Oruç da böyledir. İslâm oruca, belirli bir vakit için bir takım arzu ve isteklerinden mahrum kalmak nazarıyla bakmaz. Bu hususu Allah Resulü (s.a.v.) şöyle açıklar:
"Kim yalan söz(leri) ve onunla amel etmeyi terk etmezse, Allah'ın onun yeme ve içmesini terk etmesine ihtiyacı yoktur "29
"Oruç, yeme ve içmeyi terk ile değil, ancak o; kötü söz ve benzeri şeylerden yüz çevirmek iledir... Birisi sana sataşır veya cehalette bulunursa 'Ben oruçluyum'de." 30
Kur'an orucun semeresini şöyle zikreder:
"Sizden öncekilere farz kılındığı gibi, oruç sizlere de farz kılındı. Umulur ki (kötülüklerden) korunasınız."31
Kişinin; İslâm'ın varlıklılara farz kıldığı ve mukaddes beldeye sefer yapmakla yerine getirebilen hac ibadetini gaybî (hikmeti bilinmeyen) bir ibadet kabul etmesi büyük hatadır.

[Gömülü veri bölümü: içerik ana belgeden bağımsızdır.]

// =============================================================================
// models.rs — THE SACRED DATA STRUCTURES OF THE DOCKET
// =============================================================================
//
// These structs represent everything the monitor reads from, or writes to,
// the surrounding case-management system: the tracked case, the persisted
// movement, the append-only audit entry, the inbox notification, and the
// run summary we hand back to whoever poked the HTTP trigger.
//
// Is it overkill to give an inbox notification its own priority enum?
// Yes. Do we care? Absolutely not.
// =============================================================================

use chrono::{DateTime, NaiveDate, Utc};
use serde::{Deserialize, Serialize};
use std::fmt;
use uuid::Uuid;

/// The legally significant movement types, plus the fallback.
///
/// The six named variants are exactly the relevance vocabulary. `Andamento`
/// is what a movement gets called when it matches none of them — and by
/// construction a movement typed `Andamento` is never relevant, because the
/// classifier's relevance check and its type detection walk the same
/// keyword list. That coupling is intentional. Do not "fix" it.
#[derive(Debug, Clone, Copy, Serialize, Deserialize, PartialEq, Eq, Hash)]
pub enum MovementType {
    /// Sentença — the judge has ruled. The client will call within the hour.
    Sentenca,
    /// Decisão — a decision that isn't quite a sentença but still matters.
    Decisao,
    /// Decisão interlocutória — a mid-case decision.
    DecisaoInterlocutoria,
    /// Despacho — a procedural order. Usually "junte-se", occasionally gold.
    Despacho,
    /// Publicação — something hit the official gazette.
    Publicacao,
    /// Intimação — someone is being formally summoned, possibly you.
    Intimacao,
    /// Generic movement. The docket moved, nobody needs to wake up.
    Andamento,
}

impl MovementType {
    /// Relevance falls directly out of the type: everything except the
    /// generic fallback is a legally significant event.
    pub fn is_relevant(self) -> bool {
        !matches!(self, MovementType::Andamento)
    }
}

impl fmt::Display for MovementType {
    fn fmt(&self, f: &mut fmt::Formatter<'_>) -> fmt::Result {
        match self {
            MovementType::Sentenca => write!(f, "Sentença"),
            MovementType::Decisao => write!(f, "Decisão"),
            MovementType::DecisaoInterlocutoria => write!(f, "Decisão interlocutória"),
            MovementType::Despacho => write!(f, "Despacho"),
            MovementType::Publicacao => write!(f, "Publicação"),
            MovementType::Intimacao => write!(f, "Intimação"),
            MovementType::Andamento => write!(f, "Andamento"),
        }
    }
}

/// A tracked case, as the case-management UI created it. The monitor never
/// creates or deletes these rows; it reads `id`/`number`/`last_checked_at`
/// and writes back exactly two fields (`last_movement_summary`,
/// `last_checked_at`), once per run per eligible case.
#[derive(Debug, Clone, Serialize, Deserialize)]
pub struct MonitoredCase {
    pub id: String,

    /// The docket number, ideally already in CNJ format. We normalize it
    /// again before every fetch anyway, because trusting upstream data
    /// entry is how monitoring jobs die young.
    pub number: String,

    /// Truncated text of the most recent relevant movement, denormalized
    /// here so the case list screen doesn't have to join anything.
    pub last_movement_summary: Option<String>,

    /// When we last *successfully* checked this case. Null means never.
    /// Deliberately left untouched on fetch failure so the case stays
    /// eligible and gets retried next run.
    pub last_checked_at: Option<DateTime<Utc>>,

    /// The lawyer who gets the inbox notifications.
    pub owner_id: String,
}

/// A persisted docket movement. Immutable once written; `is_relevant` is
/// always true for stored rows because irrelevant movements never make it
/// past the diff engine.
///
/// Invariant: (`process_id`, `external_id`) is unique. The store enforces
/// it, and that constraint is the entire exactly-once story for retried
/// or overlapping runs.
#[derive(Debug, Clone, Serialize, Deserialize)]
pub struct Movement {
    pub process_id: String,

    /// Source-assigned id. Monotonically increasing within a case,
    /// NOT globally unique. Never compare across cases.
    pub external_id: i64,

    /// Calendar date as reported by the source. No time component —
    /// the docket doesn't know what an hour is.
    pub movement_date: NaiveDate,

    pub movement_type: MovementType,
    pub full_text: String,
    pub is_relevant: bool,
}

/// The diff boundary for one case: the (date, external id) pair of the most
/// recently persisted movement, or `(None, 0)` when no movement exists yet.
#[derive(Debug, Clone, Copy, PartialEq, Eq, Serialize, Deserialize)]
pub struct Marker {
    pub date: Option<NaiveDate>,
    pub external_id: i64,
}

impl Marker {
    /// The marker for a case with no persisted movements. Everything the
    /// API returns is newer than this.
    pub const NONE: Marker = Marker {
        date: None,
        external_id: 0,
    };
}

impl Default for Marker {
    fn default() -> Self {
        Marker::NONE
    }
}

/// Audit log entry categories. One or more per case per run.
#[derive(Debug, Clone, Copy, Serialize, Deserialize, PartialEq, Eq)]
#[serde(rename_all = "snake_case")]
pub enum LogType {
    /// Fetch succeeded; the case was checked.
    ConsultaRealizada,
    /// Fetch (or persistence) failed; the case will be retried next run.
    ErroApi,
    /// New relevant movements were found and persisted.
    AtualizacaoEncontrada,
}

impl fmt::Display for LogType {
    fn fmt(&self, f: &mut fmt::Formatter<'_>) -> fmt::Result {
        match self {
            LogType::ConsultaRealizada => write!(f, "consulta_realizada"),
            LogType::ErroApi => write!(f, "erro_api"),
            LogType::AtualizacaoEncontrada => write!(f, "atualizacao_encontrada"),
        }
    }
}

/// One append-only audit trail entry. Never updated, never deleted.
/// The details field is free-form JSON because every outcome wants to
/// attach something different (counts, error text, movement types).
#[derive(Debug, Clone, Serialize, Deserialize)]
pub struct MonitorLogEntry {
    pub process_id: String,
    pub process_number: String,
    pub log_type: LogType,
    pub message: String,
    pub details: serde_json::Value,
    pub created_at: DateTime<Utc>,
}

/// Inbox entry categories. Downstream UI renders these two very
/// differently, which is why both exist (see NotificationItem docs).
#[derive(Debug, Clone, Copy, Serialize, Deserialize, PartialEq, Eq)]
pub enum NotificationType {
    /// "Your case moved" — the one people actually read.
    Andamento,
    /// "The monitor ran" — the one the activity feed wants.
    Sistema,
}

impl fmt::Display for NotificationType {
    fn fmt(&self, f: &mut fmt::Formatter<'_>) -> fmt::Result {
        match self {
            NotificationType::Andamento => write!(f, "Andamento"),
            NotificationType::Sistema => write!(f, "Sistema"),
        }
    }
}

#[derive(Debug, Clone, Copy, Serialize, Deserialize, PartialEq, Eq)]
pub enum NotificationPriority {
    /// New relevant movements found. Wake the lawyer.
    Alta,
    /// Routine. The lawyer may finish their coffee.
    Normal,
}

/// A user-facing inbox entry. Created here, marked read elsewhere —
/// the `read` flag belongs to the notification UI, not to us.
///
/// Per run per checked case we emit up to two of these: an `Andamento`
/// notification when the batch is non-empty, and a `Sistema` note always.
/// Yes, that looks redundant. The inbox feed depends on both. Preserve it.
#[derive(Debug, Clone, Serialize, Deserialize)]
pub struct NotificationItem {
    pub id: String,
    /// Serialized as `type` — that's the column the inbox UI reads.
    #[serde(rename = "type")]
    pub kind: NotificationType,
    pub title: String,
    pub description: String,
    /// The case this notification points at.
    pub reference_id: String,
    pub read: bool,
    pub priority: NotificationPriority,
    pub owner_id: String,
    pub created_at: DateTime<Utc>,
}

impl NotificationItem {
    pub fn new(
        kind: NotificationType,
        priority: NotificationPriority,
        title: String,
        description: String,
        reference_id: String,
        owner_id: String,
        created_at: DateTime<Utc>,
    ) -> Self {
        Self {
            id: Uuid::new_v4().to_string(),
            kind,
            title,
            description,
            reference_id,
            read: false,
            priority,
            owner_id,
            created_at,
        }
    }
}

// =============================================================================
// Raw docket API payloads
// =============================================================================
// What the external service actually sends us, before we clean it up.
// Everything is Option because provider JSON is a land of broken promises.
// =============================================================================

/// Success body of `GET /processos/numero_cnj/{n}/movimentacoes`.
#[derive(Debug, Clone, Deserialize)]
pub struct DocketResponse {
    pub items: Option<Vec<DocketItem>>,
}

/// One raw movement record. `data` is a YYYY-MM-DD string; the fetcher
/// parses it and treats failure as a malformed payload.
#[derive(Debug, Clone, Deserialize)]
pub struct DocketItem {
    pub id: Option<i64>,
    pub data: Option<String>,
    pub tipo: Option<String>,
    pub conteudo: Option<String>,
}

/// A cleaned-up movement straight off the wire: parsed date, defaulted
/// text fields, newest-first ordering inherited from the provider.
/// This is what the diff engine walks.
#[derive(Debug, Clone, PartialEq, Eq)]
pub struct FetchedMovement {
    pub external_id: i64,
    pub date: NaiveDate,
    pub tipo: String,
    pub conteudo: String,
}

impl FetchedMovement {
    /// The text the relevance classifier looks at. Providers are split on
    /// whether the event name lives in `tipo` or gets repeated inside
    /// `conteudo`, so we scan both.
    pub fn classification_text(&self) -> String {
        format!("{} {}", self.tipo, self.conteudo)
    }
}

// =============================================================================
// Run summary
// =============================================================================

/// One entry in the run summary's `errors` array.
#[derive(Debug, Clone, Serialize, Deserialize)]
pub struct RunError {
    pub process_number: String,
    pub error: String,
}

/// The ephemeral result of one run. Built at run start, serialized into the
/// HTTP response, then discarded. Nothing here is persisted — the audit
/// trail lives in MonitorLogEntry rows.
#[derive(Debug, Clone, Serialize)]
pub struct RunSummary {
    /// Correlation token for the whole invocation. Lives in every log
    /// line; deliberately kept out of the response contract.
    #[serde(skip)]
    pub run_id: String,

    pub ok: bool,
    /// How many eligible cases the run attempted.
    pub processed: usize,
    /// How many fetches succeeded.
    pub consultas_ok: usize,
    /// How many cases produced at least one new relevant movement.
    pub atualizacoes_encontradas: usize,

    #[serde(skip_serializing_if = "Vec::is_empty")]
    pub errors: Vec<RunError>,
}

/// Hard-truncate a string to at most `max` characters, on a char boundary.
/// Used for the 500-char case summary and the ~120-char notification
/// preview. Bytes would be faster; grapheme clusters would be fancier;
/// chars are what the UI counts.
pub fn truncate_chars(text: &str, max: usize) -> String {
    if text.chars().count() <= max {
        text.to_string()
    } else {
        text.chars().take(max).collect()
    }
}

Zira Kur'an bu İslâm şiarından şöyle bahseder:
"Hac (ayları) bilinen aylardır. İşte kim onlarda (o aylarda) haccı (kendisine) farz eder (ihrama girer) se artık hacda kadına yaklaşmak, günah yapmak, kavga etmek yoktur. Siz ne hayır yaparsanız Allah onu bilir. Bir de (Ahiret için veya hac seferine yetecek miktarda) azıklanın. Muhakkak ki azığın en hayırlısı takvadır. Ve Ey Kâmil akıl sahipleri! Benden korkun." 32
İşte bunlar toplu olarak İslâm'ın bazı meşhur ibadetlerinden misallerdir. Bu ibadetler İslâm'ın temel rükünleri olarak ta bilinmişlerdir. Bunlarla ahlak arasında kopmaz bağlar vardır ki, onları da îzah edeceğiz.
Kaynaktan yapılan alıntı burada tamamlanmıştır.